Exercise details: Each line below needs to be restated word for word.

Source material Block Start

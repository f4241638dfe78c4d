//! Parameter blocks: named-field buffer layouts the camera uploads into.
//!
//! The camera only needs to resolve a variable name to a byte offset and
//! write raw bytes there. Any buffer implementation exposing that can be
//! an upload target; `ConstantBuffer` is the CPU-side implementation
//! provided here.

mod constant_buffer;

pub use constant_buffer::{ConstantBuffer, ConstantBufferDesc, FieldDesc, FieldType};

use crate::error::Result;

/// Named-field layout capability of a destination buffer.
pub trait ParameterBlock {
    /// Byte offset of a named variable, `None` if the layout has no such variable.
    fn variable_offset(&self, name: &str) -> Option<u64>;

    /// Total capacity in bytes.
    fn size(&self) -> u64;

    /// Write `data` starting at `offset`.
    fn set_blob(&mut self, offset: u64, data: &[u8]) -> Result<()>;
}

Source material Block End

Answer for this exercise:
repository f4241638dfe78c4d
//! Parameter blocks: named-field buffer layouts the camera uploads into.
//!
//! The camera only needs to resolve a variable name to a byte offset and
//! write raw bytes there. Any buffer implementation exposing that can be
//! an upload target; `ConstantBuffer` is the CPU-side implementation
//! provided here.

mod constant_buffer;

pub use constant_buffer::{ConstantBuffer, ConstantBufferDesc, FieldDesc, FieldType};

use crate::error::Result;

/// Named-field layout capability of a destination buffer.
pub trait ParameterBlock {
    /// Byte offset of a named variable, `None` if the layout has no such variable.
    fn variable_offset(&self, name: &str) -> Option<u64>;

    /// Total capacity in bytes.
    fn size(&self) -> u64;

    /// Write `data` starting at `offset`.
    fn set_blob(&mut self, offset: u64, data: &[u8]) -> Result<()>;
}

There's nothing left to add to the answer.